Some babies with intussusception may just appear drowsy without vomiting, have stool changes, or have abdominal swelling.
The majority of the time, physicians do not know what causes intussusception. Sometimes, it might follow a recent attack of gastroenteritis (or “stomach flu”). Bacterial or viral intestinal infections may cause swelling of the infection-fighting lymph tissue that lines the intestinal tract, which may result in one part of the intestine being pulled into the other.
In kids below 3 months of age or older than 5, intussusception is more likely to be caused by an underlying condition like bigger lymph nodes, a tumor, or a blood vessel irregularity in the intestines.

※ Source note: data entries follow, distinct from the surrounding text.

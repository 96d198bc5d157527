//! `TaskStore` trait — single async interface for message and task
//! persistence. The executor and ingestion agent depend only on this,
//! never on the concrete backend.

use std::time::Duration;

use async_trait::async_trait;
use uuid::Uuid;

use crate::error::StoreError;
use crate::model::{MailMessage, ProcessingTask, Stage, TaskStatus};

/// Per-status task counts, for the observability surface.
#[derive(Debug, Clone, Copy, Default, PartialEq, Eq)]
pub struct TaskCounts {
    pub pending: i64,
    pub running: i64,
    pub success: i64,
    pub failed: i64,
    pub dlq: i64,
}

/// Backend-agnostic store covering messages and processing tasks.
#[async_trait]
pub trait TaskStore: Send + Sync {
    /// Run all pending schema migrations.
    async fn run_migrations(&self) -> Result<(), StoreError>;

    // ── Messages ────────────────────────────────────────────────────

    /// Insert a newly ingested message. Fails with
    /// [`StoreError::AlreadySeen`] if the message id was ingested before;
    /// re-delivery of the same message must not create new work.
    async fn insert_message(&self, msg: &MailMessage) -> Result<(), StoreError>;

    /// Get a message by id.
    async fn get_message(&self, id: &str) -> Result<Option<MailMessage>, StoreError>;

    /// Record the classification result on the message.
    async fn set_classification(
        &self,
        id: &str,
        category: &str,
        confidence: f64,
        needs_review: bool,
    ) -> Result<(), StoreError>;

    /// Persist the routed stage plan. `plan` may be empty; an empty plan
    /// is distinct from an unrouted message.
    async fn set_plan(&self, id: &str, plan: &[Stage]) -> Result<(), StoreError>;

    /// Flag (or unflag) a message for human review.
    async fn set_needs_review(&self, id: &str, needs_review: bool) -> Result<(), StoreError>;

    /// Total number of ingested messages.
    async fn count_messages(&self) -> Result<i64, StoreError>;

    // ── Tasks ───────────────────────────────────────────────────────

    /// Create a pending task for (message, stage). At most one task row
    /// exists per pair; if one already exists this is a no-op returning
    /// `None`, which makes plan advancement idempotent.
    async fn create_task(
        &self,
        message_id: &str,
        stage: Stage,
        payload: &serde_json::Value,
        max_attempts: u32,
    ) -> Result<Option<ProcessingTask>, StoreError>;

    /// Atomically claim the oldest claimable pending task (status pending,
    /// `run_after` in the past), flipping it to running. Of any number of
    /// concurrent claimants, exactly one receives a given task.
    async fn claim_next_task(&self) -> Result<Option<ProcessingTask>, StoreError>;

    /// Mark a running task successful and store the handler output.
    async fn complete_task(&self, id: Uuid, output: &serde_json::Value) -> Result<(), StoreError>;

    /// Record a failed execution: the attempt counter goes up, and the
    /// task either becomes pending again (claimable after `retry_delay`)
    /// or moves to the dead-letter queue once the budget is spent.
    /// Returns the resulting status.
    async fn fail_task(
        &self,
        id: Uuid,
        error: &str,
        retry_delay: Duration,
    ) -> Result<TaskStatus, StoreError>;

    /// Dead-letter a running task immediately, skipping the remaining
    /// retry budget. Used for non-retryable input failures.
    async fn fail_task_fatal(&self, id: Uuid, error: &str) -> Result<(), StoreError>;

    /// Return a claimed task to pending without consuming an attempt.
    /// Used when a circuit breaker rejects execution before the handler
    /// ran; `defer` pushes `run_after` forward so workers do not spin on
    /// a task whose dependency is down.
    async fn release_task(&self, id: Uuid, defer: Duration) -> Result<(), StoreError>;

    /// Get a task by id.
    async fn get_task(&self, id: Uuid) -> Result<Option<ProcessingTask>, StoreError>;

    /// All tasks for a message, oldest first.
    async fn get_tasks_for_message(
        &self,
        message_id: &str,
    ) -> Result<Vec<ProcessingTask>, StoreError>;

    /// Dead-lettered tasks, most recent first.
    async fn get_dlq_tasks(&self, limit: usize) -> Result<Vec<ProcessingTask>, StoreError>;

    /// Task counts per status.
    async fn get_task_counts(&self) -> Result<TaskCounts, StoreError>;

    /// Fail running tasks whose last update is older than `older_than`
    /// back into the retry/dead-letter path. The crashed execution counts
    /// as an attempt. Returns the number of tasks released.
    async fn release_stale_running(&self, older_than: Duration) -> Result<usize, StoreError>;
}
impl PipelineExecutor {
    pub fn new(
        store: Arc<dyn TaskStore>,
        handlers: Arc<HandlerRegistry>,
        breakers: Arc<BreakerRegistry>,
        config: PipelineConfig,
    ) -> Self {
        Self {
            store,
            handlers,
            breakers,
            router: Router::new(config.review_threshold),
            config,
        }
    }

    /// Spawn the worker pool.
    ///
    /// Returns the worker handles and a shutdown flag. Workers finish
    /// their in-flight task before exiting.
    pub fn spawn(self: Arc<Self>) -> (Vec<JoinHandle<()>>, Arc<AtomicBool>) {
        let shutdown = Arc::new(AtomicBool::new(false));
        let mut handles = Vec::with_capacity(self.config.worker_count);

        for worker_id in 0..self.config.worker_count {
            let executor = Arc::clone(&self);
            let flag = Arc::clone(&shutdown);
            handles.push(tokio::spawn(async move {
                executor.worker_loop(worker_id, flag).await;
            }));
        }

        info!(workers = self.config.worker_count, "Pipeline executor started");
        (handles, shutdown)
    }

    async fn worker_loop(&self, worker_id: usize, shutdown: Arc<AtomicBool>) {
        debug!(worker_id, "Pipeline worker started");

        loop {
            if shutdown.load(Ordering::Relaxed) {
                debug!(worker_id, "Pipeline worker shutting down");
                return;
            }

            match self.store.claim_next_task().await {
                Ok(Some(task)) => {
                    if let Err(e) = self.run_task(worker_id, task).await {
                        error!(worker_id, "Task bookkeeping failed: {e}");
                    }
                }
                Ok(None) => {
                    tokio::time::sleep(self.config.claim_idle_sleep).await;
                }
                Err(e) => {
                    error!(worker_id, "Task claim failed: {e}");
                    tokio::time::sleep(self.config.claim_idle_sleep).await;
                }
            }
        }
    }

    /// Execute one claimed task end to end.
    async fn run_task(&self, worker_id: usize, task: ProcessingTask) -> Result<()> {
        let Some(handler) = self.handlers.get(task.stage) else {
            warn!(task_id = %task.id, stage = %task.stage, "No handler registered, dead-lettering");
            self.store
                .fail_task_fatal(
                    task.id,
                    &ExecutorError::HandlerNotFound(task.stage).to_string(),
                )
                .await?;
            return Ok(());
        };

        // Breaker gate. Deferring is not a handler failure and does not
        // spend an attempt.
        let breaker = handler.dependency().and_then(|dep| self.breakers.get(dep));
        if let Some(ref breaker) = breaker
            && !breaker.can_execute()
        {
            debug!(
                task_id = %task.id,
                stage = %task.stage,
                breaker = breaker.name(),
                "Breaker open, deferring task"
            );
            self.store
                .release_task(task.id, self.config.breaker_defer)
                .await?;
            return Ok(());
        }

        let Some(message) = self.store.get_message(&task.message_id).await? else {
            error!(task_id = %task.id, message_id = %task.message_id, "Task references missing message");
            let orphan = ExecutorError::OrphanTask {
                task_id: task.id,
                message_id: task.message_id.clone(),
            };
            self.store.fail_task_fatal(task.id, &orphan.to_string()).await?;
            return Ok(());
        };

        info!(
            worker_id,
            task_id = %task.id,
            message_id = %task.message_id,
            stage = %task.stage,
            attempt = task.attempts + 1,
            "Executing stage"
        );

        let ctx = StageContext {
            task: task.clone(),
            message,
        };
        let started = Instant::now();
        let outcome = match tokio::time::timeout(self.config.task_timeout, handler.execute(&ctx))
            .await
        {
            Ok(Ok(outcome)) => outcome,
            Ok(Err(e)) => HandlerOutcome::Retry {
                reason: e.to_string(),
            },
            // The handler future is dropped here; partial side effects
            // must be retry-safe (keyed on message id + stage).
            Err(_) => HandlerOutcome::Retry {
                reason: ExecutorError::Timeout {
                    stage: task.stage,
                    timeout: self.config.task_timeout,
                }
                .to_string(),
            },
        };

        match outcome {
            HandlerOutcome::Success { output } => {
                if let Some(ref breaker) = breaker {
                    breaker.record_success();
                }
                self.store.complete_task(task.id, &output).await?;
                info!(
                    task_id = %task.id,
                    stage = %task.stage,
                    elapsed_ms = started.elapsed().as_millis() as u64,
                    "Stage succeeded"
                );
                self.advance(&task, &output).await?;
            }
            HandlerOutcome::Retry { reason } => {
                if let Some(ref breaker) = breaker {
                    breaker.record_failure();
                }
                let status = self.store.fail_task(task.id, &reason, self.retry_delay()).await?;
                warn!(
                    task_id = %task.id,
                    stage = %task.stage,
                    status = %status,
                    "Stage failed: {reason}"
                );
            }
            HandlerOutcome::Fatal { reason } => {
                // Bad input, not a sick dependency; the breaker stays out
                // of it and the retry budget is not spent further.
                self.store.fail_task_fatal(task.id, &reason).await?;
                warn!(
                    task_id = %task.id,
                    stage = %task.stage,
                    "Stage failed fatally: {reason}"
                );
            }
        }

        Ok(())
    }

    /// Schedule whatever comes after a successful stage.
    async fn advance(&self, task: &ProcessingTask, output: &serde_json::Value) -> Result<()> {
        match task.stage {
            Stage::Ingest => {
                self.create_next(&task.message_id, Stage::Classify, output)
                    .await
            }
            Stage::Classify => self.route_after_classify(task, output).await,
            _ => {
                let Some(message) = self.store.get_message(&task.message_id).await? else {
                    warn!(message_id = %task.message_id, "Message vanished before advancement");
                    return Ok(());
                };
                match message.next_stage_after(task.stage) {
                    Some(next) => self.create_next(&task.message_id, next, output).await,
                    None => {
                        info!(
                            message_id = %task.message_id,
                            stage = %task.stage,
                            "Plan complete"
                        );
                        Ok(())
                    }
                }
            }
        }
    }

    /// Record the classification, route the message, and schedule the
    /// plan's first stage.
    async fn route_after_classify(
        &self,
        task: &ProcessingTask,
        output: &serde_json::Value,
    ) -> Result<()> {
        let category_str = output
            .get("category")
            .and_then(|v| v.as_str())
            .unwrap_or_default();
        let confidence = output
            .get("confidence")
            .and_then(|v| v.as_f64())
            .unwrap_or(0.0);
        let needs_review = output
            .get("needs_review")
            .and_then(|v| v.as_bool())
            .unwrap_or(false);

        self.store
            .set_classification(&task.message_id, category_str, confidence, needs_review)
            .await?;

        let Some(message) = self.store.get_message(&task.message_id).await? else {
            warn!(message_id = %task.message_id, "Message vanished before routing");
            return Ok(());
        };

        let plan = self.router.route(
            Category::parse(category_str),
            confidence,
            message.has_attachments,
            message.needs_review,
        );
        self.store.set_plan(&task.message_id, &plan).await?;
        info!(
            message_id = %task.message_id,
            category = category_str,
            confidence,
            stages = plan.len(),
            "Message routed"
        );

        match plan.first() {
            Some(&head) => self.create_next(&task.message_id, head, output).await,
            None => Ok(()),
        }
    }

    /// Create the next stage's task. Safe to call twice; the store
    /// dedupes on (message, stage).
    async fn create_next(
        &self,
        message_id: &str,
        stage: Stage,
        upstream: &serde_json::Value,
    ) -> Result<()> {
        let payload = serde_json::json!({
            "message_id": message_id,
            "upstream": upstream,
        });
        match self
            .store
            .create_task(message_id, stage, &payload, self.config.max_attempts)
            .await?
        {
            Some(next) => {
                debug!(task_id = %next.id, stage = %stage, "Scheduled next stage");
            }
            None => {
                debug!(message_id, stage = %stage, "Next stage already scheduled");
            }
        }
        Ok(())
    }

    /// Retry delay with jitter, so a burst of failures does not thunder
    /// back in lockstep.
    fn retry_delay(&self) -> std::time::Duration {
        let jitter_ms = self.config.retry_jitter.as_millis() as u64;
        if jitter_ms == 0 {
            return self.config.retry_delay;
        }
        let jitter = rand::thread_rng().gen_range(0..=jitter_ms);
        self.config.retry_delay + std::time::Duration::from_millis(jitter)
    }
}
//! Persistence layer: messages, processing tasks, migrations.

pub mod libsql_store;
pub mod migrations;
pub mod traits;

pub use libsql_store::LibSqlStore;
pub use traits::{TaskCounts, TaskStore};
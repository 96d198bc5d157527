//! Version-tracked database migrations for the libSQL backend.
//!
//! Each migration has a version number and SQL. `run_migrations()` checks
//! the current version and applies only the new ones sequentially.

use libsql::Connection;

use crate::error::StoreError;

/// A single migration step.
struct Migration {
    version: i64,
    name: &'static str,
    sql: &'static str,
}

/// All migrations in order. Add new versions to the end.
static MIGRATIONS: &[Migration] = &[
    Migration {
        version: 1,
        name: "initial_schema",
        sql: r#"
            CREATE TABLE IF NOT EXISTS messages (
                id TEXT PRIMARY KEY,
                thread_id TEXT NOT NULL,
                in_reply_to TEXT,
                references_header TEXT,
                direction TEXT NOT NULL DEFAULT 'inbound',
                sender TEXT NOT NULL,
                subject TEXT NOT NULL,
                body TEXT NOT NULL,
                category TEXT,
                confidence REAL,
                has_attachments INTEGER NOT NULL DEFAULT 0,
                attachments TEXT NOT NULL DEFAULT '[]',
                needs_review INTEGER NOT NULL DEFAULT 0,
                plan TEXT,
                received_at TEXT NOT NULL,
                created_at TEXT NOT NULL,
                updated_at TEXT NOT NULL
            );
            CREATE INDEX IF NOT EXISTS idx_messages_thread ON messages(thread_id);
            CREATE INDEX IF NOT EXISTS idx_messages_category ON messages(category);

            CREATE TABLE IF NOT EXISTS tasks (
                id TEXT PRIMARY KEY,
                message_id TEXT NOT NULL REFERENCES messages(id),
                stage TEXT NOT NULL,
                status TEXT NOT NULL DEFAULT 'pending',
                attempts INTEGER NOT NULL DEFAULT 0,
                max_attempts INTEGER NOT NULL DEFAULT 3,
                last_error TEXT,
                payload TEXT NOT NULL DEFAULT '{}',
                output TEXT,
                run_after TEXT NOT NULL,
                created_at TEXT NOT NULL,
                updated_at TEXT NOT NULL,
                UNIQUE (message_id, stage)
            );
            CREATE INDEX IF NOT EXISTS idx_tasks_status ON tasks(status);
            CREATE INDEX IF NOT EXISTS idx_tasks_message ON tasks(message_id);
        "#,
    },
    Migration {
        version: 2,
        name: "claim_ordering_index",
        sql: r#"
            CREATE INDEX IF NOT EXISTS idx_tasks_claim
                ON tasks(status, run_after, created_at);
        "#,
    },
];

/// Run all pending migrations against the given connection.
///
/// Creates the `_migrations` table if it doesn't exist.
pub async fn run_migrations(conn: &Connection) -> Result<(), StoreError> {
    conn.execute(
        "CREATE TABLE IF NOT EXISTS _migrations (
            version INTEGER PRIMARY KEY,
            name TEXT NOT NULL,
            applied_at TEXT NOT NULL DEFAULT (datetime('now'))
        )",
        (),
    )
    .await
    .map_err(|e| StoreError::Migration(format!("Failed to create _migrations table: {e}")))?;

    let current_version = get_current_version(conn).await?;

    for migration in MIGRATIONS {
        if migration.version > current_version {
            tracing::info!(
                version = migration.version,
                name = migration.name,
                "Applying migration"
            );
            conn.execute_batch(migration.sql).await.map_err(|e| {
                StoreError::Migration(format!(
                    "Migration V{} ({}) failed: {e}",
                    migration.version, migration.name
                ))
            })?;
            seed_version(conn, migration.version, migration.name).await?;
        }
    }

    let version = get_current_version(conn).await?;
    tracing::info!(version, "Database migrations complete");

    Ok(())
}

/// Get the highest applied migration version, or 0 if none.
async fn get_current_version(conn: &Connection) -> Result<i64, StoreError> {
    let mut rows = conn
        .query("SELECT COALESCE(MAX(version), 0) FROM _migrations", ())
        .await
        .map_err(|e| StoreError::Migration(format!("Failed to query migration version: {e}")))?;

    let row = rows
        .next()
        .await
        .map_err(|e| StoreError::Migration(format!("Failed to read migration version: {e}")))?;

    match row {
        Some(row) => {
            let version: i64 = row.get(0).map_err(|e| {
                StoreError::Migration(format!("Failed to parse migration version: {e}"))
            })?;
            Ok(version)
        }
        None => Ok(0),
    }
}

/// Insert a version record into `_migrations`.
async fn seed_version(conn: &Connection, version: i64, name: &str) -> Result<(), StoreError> {
    conn.execute(
        "INSERT OR IGNORE INTO _migrations (version, name) VALUES (?1, ?2)",
        libsql::params![version, name],
    )
    .await
    .map_err(|e| StoreError::Migration(format!("Failed to record migration V{version}: {e}")))?;
    Ok(())
}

Medical diagnosis and Treatment
Doctors typically look for intussusception if a child is having repeat episodes of pain, drawing up the legs, vomiting, feeling sleepy, or passing stools with blood and mucous.
During the go to, the doctor will inquire about the child’s overall health, household health, any medications the child is taking, and any allergies the child might have. Next, the doctor will take a look at the child, paying special attention to the abdomen, which may be swollen or tender to the touch. Often the doctor can feel the part of the intestine that’s involved.
If the doctor believes intussusception, the child might be sent to an emergency room (ER). Usually, physicians there will ask a pediatric cosmetic surgeon to see the child immediately. The ER doctor may purchase an abdominal ultrasound or X-ray, which can often show an obstruction in the intestines. If the child looks really ill, suggesting damage to the intestine, the cosmetic surgeon may take the child to the operating room right now to remedy the bowel obstruction.
Two kinds of enemas (an air enema or a barium enema) often can detect and treat intussusception at the exact same time.
For an air enema, a small soft tube is put in the anus and air is gone through television. The flight into the intestinal tracts and outlines the bowels on the X-rays. If intussusception exists it shows the medical professionals the telescoping piece in the intestine. At the same time, the pressure of the air unfolds the bowel that has been turned inside out and remedies the clog. Barium, a liquid mix, is in some cases used in location of air to repair the blockage in the same method.
Both types of enema are extremely safe, and children usually do extremely well. Nevertheless, it’s important to keep in mind that the intussusception can return in 1 out of 10 cases. This normally happens within 72 hours following the procedure.
If the intestinal tract is torn, an enema does not work, or the child is too ill to try an enema, the child will require surgery. This is frequently the case in older children. Surgeons will aim to fix the obstruction, but if too much damage has actually been done, that part of the bowel will be eliminated.
After treatment, the child will stay in the hospital and get intravenous (IV) feedings through a vein until she or he can eat and typical bowel function returns. Medical professionals will view the child carefully to make sure that the intussusception does not return. Some babies may also need antibiotics to prevent infection.
When to Call the Doctor
Intussusception is a medical emergency situation. If you’re stressed that your child has some or all the symptoms of intussusception, such as repeated crampy abdominal pain, vomiting, sleepiness, or passing of currant jelly stool, call your doctor or get emergency medical assistance immediately.
A lot of infants who are dealt with within the first 24 hours recover completely without any problems. However untreated intussusception can cause severe issues that worsen quickly. So it’s incredibly essential not to delay treatment– every 2nd counts. Delayed treatment significantly increases the risk of irreparable tissue damage, tearing of the bowel, infection, and possibly death.